In between rain drops, Federer opened defense of his title with a 6-3, 6-3, 6-0 victory over British wild card Alex Bogdanovic. It was the Swiss star's 18th straight win on grass -- the longest streak since Pete Sampras won 23 in a row from Wimbledon in 1998 to Queen's in 2000.
Another former men's champion, 2002 winner Lleyton Hewitt, beat Jurgen Melzer of Austria 6-2, 6-4, 6-2. Venus Williams, champion in 2000 and 2001, swept 106th-ranked Marie-Gayanay Mikaelian of Switzerland 6-3, 6-0.
Venus' sister, two-time defending champion Serena, was paired in the first round Tuesday against Zheng Jie of China.
In men's play, second-seeded Andy Roddick was matched against Wang Yeu-tzuoo of Taiwan and No. 5 Tim Henman against Ruben Ramirez-Hidalgo of Spain.
Defending champion Roger Federer can't be accused of having an overloaded entourage at Wimbledon.
Attempting to defend a Grand Slam title for the first time, the 22-year-old Swiss star still doesn't have a coach or employ anyone to monitor his rivals.
"I don't have any spies here. I'm the only spy around," the top-ranked Federer said Monday after his 6-3, 6-3, 6-0 win over Andy Bogdanovic in the tournament opener on Centre Court.

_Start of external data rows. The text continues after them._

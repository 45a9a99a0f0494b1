//! Container registrations: the declarative description of what an isolated
//! goal runs, which artifacts it consumes and produces, and which secrets it
//! needs.

use k8s_openapi::api::core::v1::{Container, Volume};
use serde::{Deserialize, Serialize};

/// A goal container: a Kubernetes container plus declarative secrets.
#[derive(Debug, Clone, Default, PartialEq, Serialize, Deserialize)]
pub struct GoalContainer {
    #[serde(flatten)]
    pub spec: Container,

    #[serde(default, skip_serializing_if = "Option::is_none")]
    pub secrets: Option<ContainerSecrets>,
}

impl GoalContainer {
    #[must_use]
    pub fn new(name: &str, image: &str) -> Self {
        Self {
            spec: Container {
                name: name.to_string(),
                image: Some(image.to_string()),
                ..Default::default()
            },
            secrets: None,
        }
    }

    #[must_use]
    pub fn name(&self) -> &str {
        &self.spec.name
    }
}

/// Named artifact glob restored before or persisted after execution.
#[derive(Debug, Clone, PartialEq, Eq, Serialize, Deserialize)]
pub struct CacheEntry {
    pub classifier: String,
    /// Glob relative to the project root. Absent on entries recorded for a
    /// failed run.
    #[serde(default, skip_serializing_if = "Option::is_none")]
    pub pattern: Option<String>,
}

impl CacheEntry {
    #[must_use]
    pub fn new(classifier: &str, pattern: &str) -> Self {
        Self {
            classifier: classifier.to_string(),
            pattern: Some(pattern.to_string()),
        }
    }

    #[must_use]
    pub fn without_pattern(&self) -> Self {
        Self {
            classifier: self.classifier.clone(),
            pattern: None,
        }
    }
}

/// Credential provider categories a secret can be sourced from.
#[derive(Debug, Clone, Copy, PartialEq, Eq, Serialize, Deserialize)]
#[serde(rename_all = "lowercase")]
pub enum ProviderType {
    Docker,
    Npm,
    Maven2,
    Scm,
    Atomist,
    Generic,
}

impl ProviderType {
    /// Providers that can only bind to an environment variable.
    #[must_use]
    pub fn requires_env_name(self) -> bool {
        matches!(self, ProviderType::Maven2 | ProviderType::Generic)
    }

    /// Providers whose records carry an identity worth exposing as `<NAME>_USER`.
    #[must_use]
    pub fn has_user(self) -> bool {
        !matches!(self, ProviderType::Atomist)
    }
}

#[derive(Debug, Clone, PartialEq, Eq, Serialize, Deserialize)]
pub struct ProviderSecret {
    #[serde(rename = "type")]
    pub provider_type: ProviderType,

    /// Restrict matching provider records to these names.
    #[serde(default, skip_serializing_if = "Vec::is_empty")]
    pub names: Vec<String>,
}

/// Where a secret value comes from.
#[derive(Debug, Clone, PartialEq, Eq, Serialize, Deserialize)]
#[serde(rename_all = "camelCase")]
pub enum SecretValue {
    Provider(ProviderSecret),
    /// Base64 ciphertext decrypted with the configured private key.
    Encrypted(String),
}

#[derive(Debug, Clone, PartialEq, Eq, Serialize, Deserialize)]
pub struct SecretEnv {
    pub name: String,
    pub value: SecretValue,
}

#[derive(Debug, Clone, PartialEq, Eq, Serialize, Deserialize)]
#[serde(rename_all = "camelCase")]
pub struct SecretFileMount {
    pub mount_path: String,
    pub value: SecretValue,
}

#[derive(Debug, Clone, Default, PartialEq, Eq, Serialize, Deserialize)]
#[serde(rename_all = "camelCase")]
pub struct ContainerSecrets {
    #[serde(default, skip_serializing_if = "Vec::is_empty")]
    pub env: Vec<SecretEnv>,

    #[serde(default, skip_serializing_if = "Vec::is_empty")]
    pub file_mounts: Vec<SecretFileMount>,
}

impl ContainerSecrets {
    #[must_use]
    pub fn is_empty(&self) -> bool {
        self.env.is_empty() && self.file_mounts.is_empty()
    }

    pub fn extend(&mut self, other: &ContainerSecrets) {
        self.env.extend(other.env.iter().cloned());
        self.file_mounts.extend(other.file_mounts.iter().cloned());
    }
}

/// Everything an isolated goal needs to run.
#[derive(Debug, Clone, Default, PartialEq, Serialize, Deserialize)]
#[serde(rename_all = "camelCase")]
pub struct ContainerRegistration {
    /// Name used to key the service registration in the goal data.
    #[serde(default, skip_serializing_if = "Option::is_none")]
    pub name: Option<String>,

    /// `containers[0]` decides goal success; the rest are sidecars.
    #[serde(default)]
    pub containers: Vec<GoalContainer>,

    #[serde(default, skip_serializing_if = "Vec::is_empty")]
    pub volumes: Vec<Volume>,

    #[serde(default, skip_serializing_if = "Vec::is_empty")]
    pub init_containers: Vec<GoalContainer>,

    #[serde(default, skip_serializing_if = "Vec::is_empty")]
    pub input: Vec<CacheEntry>,

    #[serde(default, skip_serializing_if = "Vec::is_empty")]
    pub output: Vec<CacheEntry>,

    #[serde(default, skip_serializing_if = "Option::is_none")]
    pub secrets: Option<ContainerSecrets>,
}

impl ContainerRegistration {
    #[must_use]
    pub fn main_container(&self) -> Option<&GoalContainer> {
        self.containers.first()
    }

    /// Shallow merge: every field the partial sets replaces ours.
    pub fn apply(&mut self, partial: PartialRegistration) {
        if let Some(name) = partial.name {
            self.name = Some(name);
        }
        if let Some(containers) = partial.containers {
            self.containers = containers;
        }
        if let Some(volumes) = partial.volumes {
            self.volumes = volumes;
        }
        if let Some(init_containers) = partial.init_containers {
            self.init_containers = init_containers;
        }
        if let Some(input) = partial.input {
            self.input = input;
        }
        if let Some(output) = partial.output {
            self.output = output;
        }
        if let Some(secrets) = partial.secrets {
            self.secrets = Some(secrets);
        }
    }

    /// All declared secrets: registration-level plus every container's.
    #[must_use]
    pub fn all_secrets(&self) -> ContainerSecrets {
        let mut secrets = self.secrets.clone().unwrap_or_default();
        for container in self.containers.iter().chain(self.init_containers.iter()) {
            if let Some(container_secrets) = &container.secrets {
                secrets.extend(container_secrets);
            }
        }
        secrets
    }
}

/// Result of a registration callback, shallow-merged over the static registration.
#[derive(Debug, Clone, Default, PartialEq, Serialize, Deserialize)]
#[serde(rename_all = "camelCase")]
pub struct PartialRegistration {
    #[serde(default)]
    pub name: Option<String>,
    #[serde(default)]
    pub containers: Option<Vec<GoalContainer>>,
    #[serde(default)]
    pub volumes: Option<Vec<Volume>>,
    #[serde(default)]
    pub init_containers: Option<Vec<GoalContainer>>,
    #[serde(default)]
    pub input: Option<Vec<CacheEntry>>,
    #[serde(default)]
    pub output: Option<Vec<CacheEntry>>,
    #[serde(default)]
    pub secrets: Option<ContainerSecrets>,
}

He lists Lleyton Hewitt, Andy Roddick and Tim Henman as serious challengers.
Lleyton Hewitt, the 2002 Wimbledon champion, has already gone one better at the All England Club than he did last year, and says he's thankful for small mercies.
Hewitt was upset by Ivo Karlovic last year and became only the second men's singles defending champion since 1967 to be bundled out in the first round at Wimbledon.
"The good thing was ... I only had one [entry-ranking] point to defend, so I wasn't worried about my ranking taking a dive," Hewitt said after his first-round win over Jurgen Melzer of Austria.
Japan's Ai Sugiyama beat Amanda Janes of Britain 3-6, 6-2, 6-3 in the first round as she started her 38th consecutive Grand Slam tournament, the longest streak among active players.
Wayne Ferreira had to wait another night to set a new record for most consecutive Grand Slam tournaments contested by men. His first-round match against Ivan Llubicic of Croatia was postponed until Tuesday after four rain delays.